Additionally, we may need to obtain additional regulatory approval in the U.K. following Brexit. Failure to do so may mean that we will be unable to sell our products in the U.K.

If transplant centers and hospitals cannot obtain adequate reimbursement or funding from governments or third-party payors for purchases of the OCS and additional disposable sets and for costs associated with procedures that use the OCS, our prospects for generating revenue and achieving profitability will suffer materially.

Our prospects for generating revenue and achieving profitability depend heavily upon the availability of adequate reimbursement or funding in both the United States and other markets for purchases of the OCS and for organ transplant procedures that use the OCS.

In the United States, Medicare generally reimburses the facilities in which transplant procedures are performed based upon prospectively determined amounts. For hospital inpatient treatment, the Medicare prospective payment generally is determined by the patient’s condition and other patient data and procedures performed during the patient’s hospital stay, using a classification system known as Medicare severity diagnosis-related groups, or MS-DRGs. Prospective rates are adjusted for, among other things, regional differences and whether the hospital is a teaching hospital. Because prospective payments are based on predetermined rates and may be less than a hospital’s actual costs in furnishing care, hospitals have incentives to lower their inpatient operating costs by utilizing products, devices and supplies that will reduce the length of patients’ hospital stays, decrease labor or otherwise lower their costs.

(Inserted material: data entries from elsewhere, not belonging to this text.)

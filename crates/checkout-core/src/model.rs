//! Domain Models
//!
//! Carts, customer identities and the stored payment-method pair.
//! Uses `rust_decimal` for all monetary values.

use chrono::{DateTime, NaiveDate, Utc};
use rust_decimal::Decimal;
use serde::{Deserialize, Serialize};

/// Gateway tag written on every stored method this system creates
pub const GATEWAY_TAG: &str = "stripe";

/// Method type for provider-held cards
pub const REMOTE_CARD_TYPE: &str = "RemoteCreditCard";

/// Local customer id
#[derive(Clone, Copy, Debug, PartialEq, Eq, Hash, PartialOrd, Ord, Serialize, Deserialize)]
#[serde(transparent)]
pub struct ClientId(pub u64);

impl std::fmt::Display for ClientId {
    fn fmt(&self, f: &mut std::fmt::Formatter<'_>) -> std::fmt::Result {
        write!(f, "{}", self.0)
    }
}

/// Local order id
#[derive(Clone, Copy, Debug, PartialEq, Eq, Hash, Serialize, Deserialize)]
#[serde(transparent)]
pub struct OrderId(pub u64);

impl std::fmt::Display for OrderId {
    fn fmt(&self, f: &mut std::fmt::Formatter<'_>) -> std::fmt::Result {
        write!(f, "{}", self.0)
    }
}

/// Provider-assigned customer id (`cus_...`)
#[derive(Clone, Debug, PartialEq, Eq, Hash, Serialize, Deserialize)]
#[serde(transparent)]
pub struct RemoteCustomerId(String);

impl RemoteCustomerId {
    pub fn new(id: impl Into<String>) -> Self {
        Self(id.into())
    }

    pub fn as_str(&self) -> &str {
        &self.0
    }
}

impl std::fmt::Display for RemoteCustomerId {
    fn fmt(&self, f: &mut std::fmt::Formatter<'_>) -> std::fmt::Result {
        f.write_str(&self.0)
    }
}

/// Provider payment-method id (`pm_...`)
#[derive(Clone, Debug, PartialEq, Eq, Hash, Serialize, Deserialize)]
#[serde(transparent)]
pub struct PaymentMethodRef(String);

impl PaymentMethodRef {
    const PREFIX: &'static str = "pm_";

    pub fn new(id: impl Into<String>) -> Self {
        Self(id.into())
    }

    /// Parse a decrypted reference, accepting only payment-method ids.
    ///
    /// Older stored cards may hold customer or card ids instead.
    pub fn parse(raw: &str) -> Option<Self> {
        let raw = raw.trim();
        (raw.starts_with(Self::PREFIX) && raw.len() > Self::PREFIX.len()).then(|| Self(raw.into()))
    }

    pub fn as_str(&self) -> &str {
        &self.0
    }
}

impl std::fmt::Display for PaymentMethodRef {
    fn fmt(&self, f: &mut std::fmt::Formatter<'_>) -> std::fmt::Result {
        f.write_str(&self.0)
    }
}

/// Billing cycle tag on a cart line
#[derive(Clone, Debug, PartialEq, Eq, Hash, Serialize, Deserialize)]
#[serde(from = "String", into = "String")]
pub enum BillingCycle {
    Monthly,
    Quarterly,
    SemiAnnually,
    Annually,
    Biennially,
    Triennially,
    Free,
    /// Anything else; priced as monthly
    Unrecognized(String),
}

impl BillingCycle {
    pub fn parse(tag: &str) -> Self {
        match tag.trim().to_lowercase().replace(['-', ' '], "").as_str() {
            "monthly" => Self::Monthly,
            "quarterly" => Self::Quarterly,
            "semiannually" => Self::SemiAnnually,
            "annually" => Self::Annually,
            "biennially" => Self::Biennially,
            "triennially" => Self::Triennially,
            "free" | "freeaccount" => Self::Free,
            _ => Self::Unrecognized(tag.to_string()),
        }
    }

    pub fn as_str(&self) -> &str {
        match self {
            Self::Monthly => "monthly",
            Self::Quarterly => "quarterly",
            Self::SemiAnnually => "semiannually",
            Self::Annually => "annually",
            Self::Biennially => "biennially",
            Self::Triennially => "triennially",
            Self::Free => "free",
            Self::Unrecognized(tag) => tag,
        }
    }
}

impl From<String> for BillingCycle {
    fn from(tag: String) -> Self {
        Self::parse(&tag)
    }
}

impl From<BillingCycle> for String {
    fn from(cycle: BillingCycle) -> Self {
        cycle.as_str().to_string()
    }
}

/// A single cart line
#[derive(Clone, Debug, PartialEq, Eq, Serialize, Deserialize)]
pub struct LineItem {
    pub product_id: u64,
    pub billing_cycle: BillingCycle,
}

impl LineItem {
    pub fn new(product_id: u64, billing_cycle: BillingCycle) -> Self {
        Self {
            product_id,
            billing_cycle,
        }
    }
}

/// In-progress cart, passed explicitly instead of read from the session
#[derive(Clone, Debug, Default, PartialEq, Eq, Serialize, Deserialize)]
pub struct Cart {
    pub items: Vec<LineItem>,
}

impl Cart {
    pub fn new() -> Self {
        Self::default()
    }

    #[must_use]
    pub fn with_item(mut self, product_id: u64, billing_cycle: BillingCycle) -> Self {
        self.items.push(LineItem::new(product_id, billing_cycle));
        self
    }

    pub fn is_empty(&self) -> bool {
        self.items.is_empty()
    }
}

/// Per-cycle prices for one product in one currency
#[derive(Clone, Debug, Default, PartialEq, Eq, Serialize, Deserialize)]
pub struct ProductPricing {
    #[serde(default)]
    pub monthly: Decimal,
    #[serde(default)]
    pub quarterly: Decimal,
    #[serde(default)]
    pub semiannually: Decimal,
    #[serde(default)]
    pub annually: Decimal,
    #[serde(default)]
    pub biennially: Decimal,
    #[serde(default)]
    pub triennially: Decimal,
    /// One-time setup fee
    #[serde(default)]
    pub setup_fee: Decimal,
}

impl ProductPricing {
    /// Recurring price for a cycle
    pub fn price_for(&self, cycle: &BillingCycle) -> Decimal {
        match cycle {
            BillingCycle::Monthly | BillingCycle::Unrecognized(_) => self.monthly,
            BillingCycle::Quarterly => self.quarterly,
            BillingCycle::SemiAnnually => self.semiannually,
            BillingCycle::Annually => self.annually,
            BillingCycle::Biennially => self.biennially,
            BillingCycle::Triennially => self.triennially,
            BillingCycle::Free => Decimal::ZERO,
        }
    }
}

/// Local customer identity
#[derive(Clone, Debug, PartialEq, Eq, Serialize, Deserialize)]
pub struct CustomerIdentity {
    pub id: ClientId,
    pub email: String,
    pub first_name: String,
    pub last_name: String,
}

impl CustomerIdentity {
    pub fn full_name(&self) -> String {
        format!("{} {}", self.first_name, self.last_name)
            .trim()
            .to_string()
    }
}

/// Id of a stored payment-method row
#[derive(Clone, Copy, Debug, PartialEq, Eq, Hash, PartialOrd, Ord, Serialize, Deserialize)]
#[serde(transparent)]
pub struct MethodId(pub u64);

/// Id of a stored card-detail row
#[derive(Clone, Copy, Debug, PartialEq, Eq, Hash, PartialOrd, Ord, Serialize, Deserialize)]
#[serde(transparent)]
pub struct CardId(pub u64);

/// Payment-method descriptor row
#[derive(Clone, Debug, PartialEq, Eq, Serialize, Deserialize)]
pub struct StoredPaymentMethod {
    pub id: MethodId,
    pub client_id: ClientId,
    pub method_type: String,
    pub gateway: String,
    pub description: String,
    pub order_preference: u32,
    pub card_id: CardId,
    pub created_at: DateTime<Utc>,
    /// Soft-delete marker, set by the host platform
    pub deleted_at: Option<DateTime<Utc>>,
}

impl StoredPaymentMethod {
    pub const fn is_active(&self) -> bool {
        self.deleted_at.is_none()
    }
}

/// Card-detail row
#[derive(Clone, Debug, PartialEq, Eq, Serialize, Deserialize)]
pub struct CardDetail {
    pub id: CardId,
    /// Back-reference filled once the method row exists
    pub method_id: Option<MethodId>,
    pub brand: String,
    pub last_four: String,
    pub expiry_date: NaiveDate,
    /// Encrypted provider payment-method id
    pub remote_ref: String,
    pub created_at: DateTime<Utc>,
    pub updated_at: DateTime<Utc>,
}

/// A method row joined with its card row
#[derive(Clone, Debug, PartialEq, Eq)]
pub struct SavedCard {
    pub method: StoredPaymentMethod,
    pub card: CardDetail,
}

/// Card row to insert
#[derive(Clone, Debug, PartialEq, Eq)]
pub struct NewCardDetail {
    pub brand: String,
    pub last_four: String,
    pub expiry_date: NaiveDate,
    pub remote_ref: String,
}

/// Method row to insert
#[derive(Clone, Debug, PartialEq, Eq)]
pub struct NewPaymentMethod {
    pub client_id: ClientId,
    pub method_type: String,
    pub gateway: String,
    pub description: String,
    pub order_preference: u32,
    pub card_id: CardId,
}

/// Title-case a provider brand tag (`visa` → `Visa`, `american_express` → `American Express`)
pub fn title_case_brand(brand: &str) -> String {
    brand
        .split(['_', ' ', '-'])
        .filter(|w| !w.is_empty())
        .map(|word| {
            let mut chars = word.chars();
            chars.next().map_or_else(String::new, |first| {
                first.to_uppercase().collect::<String>() + &chars.as_str().to_lowercase()
            })
        })
        .collect::<Vec<_>>()
        .join(" ")
}

/// Display label for a stored card
pub fn card_label(brand: &str, last_four: &str) -> String {
    format!("{} ending in {last_four}", title_case_brand(brand))
}

#[cfg(test)]
mod tests {
    use super::*;
    use rust_decimal_macros::dec;

    #[test]
    fn test_billing_cycle_parsing() {
        assert_eq!(BillingCycle::parse("Monthly"), BillingCycle::Monthly);
        assert_eq!(BillingCycle::parse("Semi-Annually"), BillingCycle::SemiAnnually);
        assert_eq!(BillingCycle::parse("free"), BillingCycle::Free);
        assert_eq!(
            BillingCycle::parse("onetime"),
            BillingCycle::Unrecognized("onetime".into())
        );
    }

    #[test]
    fn test_unrecognized_cycle_uses_monthly_price() {
        let pricing = ProductPricing {
            monthly: dec!(5),
            annually: dec!(50),
            ..Default::default()
        };
        assert_eq!(pricing.price_for(&BillingCycle::parse("onetime")), dec!(5));
        assert_eq!(pricing.price_for(&BillingCycle::Annually), dec!(50));
        assert_eq!(pricing.price_for(&BillingCycle::Free), Decimal::ZERO);
    }

    #[test]
    fn test_payment_method_ref_prefix() {
        assert!(PaymentMethodRef::parse("pm_123").is_some());
        assert!(PaymentMethodRef::parse("cus_123").is_none());
        assert!(PaymentMethodRef::parse("pm_").is_none());
    }

    #[test]
    fn test_card_label() {
        assert_eq!(card_label("visa", "4242"), "Visa ending in 4242");
        assert_eq!(card_label("american_express", "0005"), "American Express ending in 0005");
    }
}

In addition to these MS-DRG-based payments, Medicare reimburses transplant centers for “reasonable and necessary” organ acquisition costs, which are considered “pass-through” costs from the prospective payment system, and are not based on the payments for the applicable MS-DRG. Pass-through organ acquisition costs include services required for the acquisition of an organ, such as tissue typing, organ preservation, transport of organs, donor evaluation and other acquisition costs. The separate payments for these costs are determined on a reasonable cost basis established through the transplant center’s Medicare cost report. During OCS clinical trials, even before the OCS had been approved by the FDA, the Medicare program reimbursed transplant centers for their use of the OCS for lung, heart and liver transplantation. We believe, though cannot be assured, that the costs incurred by transplant centers for the organ-specific OCS Console, OCS Perfusion Sets and OCS Solutions will be classified as organ acquisition costs for which Medicare will provide additional reimbursement. However, Medicare does not reimburse for items determined not to be reasonable and necessary for diagnosis or treatment of an illness or injury. The Centers for Medicare & Medicaid Services, or CMS, and Medicare contractors who administer Medicare around the country have substantial discretion in determining whether the OCS is reasonable and necessary in this context. Either CMS or a Medicare contractor might determine that Medicare will not cover and reimburse for the cost of the OCS in the absence of reliable clinical data evidencing the benefits to patients of the use of the OCS. The data we collect from our prior, ongoing and planned clinical studies and patient registry may not be sufficient for this purpose in a coverage determination by CMS or a Medicare contractor. Accordingly, Medicare might not reimburse transplant centers for all or a portion of the cost of the OCS. We believe that private insurers and other public insurers in the United States generally will follow the coverage and payment policies of Medicare.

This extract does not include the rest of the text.